* **Problem statement**
Please return the lines below verbatim, beginning at the one that has "else decodes as" and stopping after the one that has "pub enum Symbology", and add no other lines.

* **Task input**
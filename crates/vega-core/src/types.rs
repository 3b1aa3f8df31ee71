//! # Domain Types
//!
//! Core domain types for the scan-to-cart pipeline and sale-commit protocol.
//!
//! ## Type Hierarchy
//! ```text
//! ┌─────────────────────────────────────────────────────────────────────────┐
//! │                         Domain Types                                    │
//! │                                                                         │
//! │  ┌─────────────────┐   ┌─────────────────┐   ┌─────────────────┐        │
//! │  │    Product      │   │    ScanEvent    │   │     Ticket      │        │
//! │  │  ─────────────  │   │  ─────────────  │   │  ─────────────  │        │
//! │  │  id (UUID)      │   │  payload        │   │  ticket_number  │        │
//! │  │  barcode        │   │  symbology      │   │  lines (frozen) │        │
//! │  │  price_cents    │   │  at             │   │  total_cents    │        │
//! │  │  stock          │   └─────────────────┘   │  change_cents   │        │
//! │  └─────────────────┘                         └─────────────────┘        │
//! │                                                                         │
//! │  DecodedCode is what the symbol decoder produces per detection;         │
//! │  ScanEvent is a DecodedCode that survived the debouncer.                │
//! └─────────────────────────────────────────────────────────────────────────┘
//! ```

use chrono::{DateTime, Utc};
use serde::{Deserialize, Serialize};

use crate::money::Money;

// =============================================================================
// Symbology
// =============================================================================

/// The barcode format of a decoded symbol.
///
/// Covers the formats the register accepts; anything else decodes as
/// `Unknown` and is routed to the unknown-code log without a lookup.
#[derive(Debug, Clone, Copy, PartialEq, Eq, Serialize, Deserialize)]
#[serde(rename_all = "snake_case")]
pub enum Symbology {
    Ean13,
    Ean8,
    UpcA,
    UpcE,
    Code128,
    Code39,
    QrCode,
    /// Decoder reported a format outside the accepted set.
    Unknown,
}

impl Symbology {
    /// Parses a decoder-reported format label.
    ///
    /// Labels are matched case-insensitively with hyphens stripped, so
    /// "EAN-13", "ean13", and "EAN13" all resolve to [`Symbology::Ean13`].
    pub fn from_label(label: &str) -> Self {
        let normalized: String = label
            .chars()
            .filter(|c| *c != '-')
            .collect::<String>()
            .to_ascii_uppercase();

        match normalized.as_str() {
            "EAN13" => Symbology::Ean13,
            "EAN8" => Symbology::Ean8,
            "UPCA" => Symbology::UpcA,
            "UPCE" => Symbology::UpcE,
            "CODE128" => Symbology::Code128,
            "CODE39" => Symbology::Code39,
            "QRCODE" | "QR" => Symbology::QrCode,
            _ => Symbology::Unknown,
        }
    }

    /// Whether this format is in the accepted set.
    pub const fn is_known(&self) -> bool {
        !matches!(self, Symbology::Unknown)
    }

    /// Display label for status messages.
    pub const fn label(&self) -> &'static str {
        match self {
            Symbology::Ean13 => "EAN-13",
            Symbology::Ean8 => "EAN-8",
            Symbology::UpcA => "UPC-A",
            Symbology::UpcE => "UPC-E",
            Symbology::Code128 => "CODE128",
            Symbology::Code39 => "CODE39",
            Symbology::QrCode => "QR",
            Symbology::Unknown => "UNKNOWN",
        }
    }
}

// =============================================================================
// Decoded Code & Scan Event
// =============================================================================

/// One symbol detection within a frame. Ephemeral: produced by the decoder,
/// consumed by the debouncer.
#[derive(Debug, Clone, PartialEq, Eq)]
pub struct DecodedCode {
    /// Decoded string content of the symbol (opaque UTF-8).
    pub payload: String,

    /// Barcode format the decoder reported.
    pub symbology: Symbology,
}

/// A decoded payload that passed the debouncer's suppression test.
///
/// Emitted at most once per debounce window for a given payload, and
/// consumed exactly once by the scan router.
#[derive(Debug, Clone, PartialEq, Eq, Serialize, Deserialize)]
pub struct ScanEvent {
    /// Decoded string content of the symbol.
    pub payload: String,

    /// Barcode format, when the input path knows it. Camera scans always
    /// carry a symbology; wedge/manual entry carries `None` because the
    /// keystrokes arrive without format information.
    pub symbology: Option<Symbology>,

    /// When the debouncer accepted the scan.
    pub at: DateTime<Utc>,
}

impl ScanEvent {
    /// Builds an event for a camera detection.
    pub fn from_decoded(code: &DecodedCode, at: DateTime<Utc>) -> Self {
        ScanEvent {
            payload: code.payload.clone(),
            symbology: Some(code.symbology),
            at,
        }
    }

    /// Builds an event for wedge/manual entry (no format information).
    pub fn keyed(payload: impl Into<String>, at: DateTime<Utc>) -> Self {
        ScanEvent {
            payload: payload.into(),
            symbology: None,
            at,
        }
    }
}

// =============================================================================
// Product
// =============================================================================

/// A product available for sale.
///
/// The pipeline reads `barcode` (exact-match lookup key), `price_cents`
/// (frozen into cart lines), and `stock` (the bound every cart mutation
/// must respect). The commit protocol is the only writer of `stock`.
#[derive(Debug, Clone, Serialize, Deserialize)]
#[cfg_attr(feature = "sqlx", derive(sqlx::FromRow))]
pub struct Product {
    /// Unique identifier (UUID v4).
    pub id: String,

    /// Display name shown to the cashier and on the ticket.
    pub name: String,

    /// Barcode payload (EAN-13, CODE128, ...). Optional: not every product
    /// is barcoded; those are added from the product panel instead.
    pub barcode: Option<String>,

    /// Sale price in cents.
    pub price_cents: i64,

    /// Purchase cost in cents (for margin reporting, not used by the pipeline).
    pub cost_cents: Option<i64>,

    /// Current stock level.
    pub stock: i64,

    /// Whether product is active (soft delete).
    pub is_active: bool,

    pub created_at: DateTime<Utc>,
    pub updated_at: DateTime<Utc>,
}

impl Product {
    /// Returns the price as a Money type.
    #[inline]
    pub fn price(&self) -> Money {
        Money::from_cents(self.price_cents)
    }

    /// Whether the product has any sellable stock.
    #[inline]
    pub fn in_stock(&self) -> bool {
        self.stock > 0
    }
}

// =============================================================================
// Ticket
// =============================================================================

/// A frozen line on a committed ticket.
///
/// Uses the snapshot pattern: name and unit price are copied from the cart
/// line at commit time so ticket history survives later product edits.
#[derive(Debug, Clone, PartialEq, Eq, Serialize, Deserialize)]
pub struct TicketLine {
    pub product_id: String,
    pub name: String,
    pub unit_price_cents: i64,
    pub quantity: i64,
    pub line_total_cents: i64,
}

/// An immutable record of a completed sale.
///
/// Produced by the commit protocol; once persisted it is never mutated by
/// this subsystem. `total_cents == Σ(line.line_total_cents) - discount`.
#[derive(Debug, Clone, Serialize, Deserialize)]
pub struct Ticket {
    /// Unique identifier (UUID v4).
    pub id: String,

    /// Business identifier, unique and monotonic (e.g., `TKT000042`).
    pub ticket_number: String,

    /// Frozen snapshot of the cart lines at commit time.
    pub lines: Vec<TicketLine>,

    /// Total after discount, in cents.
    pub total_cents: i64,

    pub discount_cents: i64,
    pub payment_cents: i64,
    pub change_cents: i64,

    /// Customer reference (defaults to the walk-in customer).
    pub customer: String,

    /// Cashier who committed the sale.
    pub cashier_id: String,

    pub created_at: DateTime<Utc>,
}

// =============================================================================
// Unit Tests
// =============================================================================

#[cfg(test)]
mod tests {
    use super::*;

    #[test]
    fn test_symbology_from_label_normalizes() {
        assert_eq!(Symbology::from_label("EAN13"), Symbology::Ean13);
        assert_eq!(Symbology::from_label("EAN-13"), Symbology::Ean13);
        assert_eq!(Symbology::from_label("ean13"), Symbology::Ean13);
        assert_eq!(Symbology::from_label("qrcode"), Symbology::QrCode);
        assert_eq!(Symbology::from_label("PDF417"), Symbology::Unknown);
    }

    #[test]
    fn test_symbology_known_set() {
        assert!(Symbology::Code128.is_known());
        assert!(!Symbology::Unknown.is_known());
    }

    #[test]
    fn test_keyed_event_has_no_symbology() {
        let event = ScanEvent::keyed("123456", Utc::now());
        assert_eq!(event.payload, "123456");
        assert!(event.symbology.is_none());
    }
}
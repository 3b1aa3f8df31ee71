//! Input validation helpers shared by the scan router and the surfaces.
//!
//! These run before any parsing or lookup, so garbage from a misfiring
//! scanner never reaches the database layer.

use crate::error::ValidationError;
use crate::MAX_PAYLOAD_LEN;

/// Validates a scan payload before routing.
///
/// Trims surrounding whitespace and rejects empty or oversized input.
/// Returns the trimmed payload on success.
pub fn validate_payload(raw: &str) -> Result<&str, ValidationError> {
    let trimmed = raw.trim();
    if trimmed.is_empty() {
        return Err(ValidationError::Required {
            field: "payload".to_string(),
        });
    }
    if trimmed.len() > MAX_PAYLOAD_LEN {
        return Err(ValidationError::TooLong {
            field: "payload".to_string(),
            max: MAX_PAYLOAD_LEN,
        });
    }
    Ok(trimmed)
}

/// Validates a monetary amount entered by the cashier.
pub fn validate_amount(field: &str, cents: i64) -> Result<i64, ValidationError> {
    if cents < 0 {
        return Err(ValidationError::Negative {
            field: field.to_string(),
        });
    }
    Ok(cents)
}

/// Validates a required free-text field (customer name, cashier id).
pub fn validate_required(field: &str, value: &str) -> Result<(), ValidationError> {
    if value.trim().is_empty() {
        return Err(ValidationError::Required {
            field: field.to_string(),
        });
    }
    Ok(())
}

* **Written response**
/// Covers the formats the register accepts; anything else decodes as
/// `Unknown` and is routed to the unknown-code log without a lookup.
#[derive(Debug, Clone, Copy, PartialEq, Eq, Serialize, Deserialize)]
#[serde(rename_all = "snake_case")]
pub enum Symbology {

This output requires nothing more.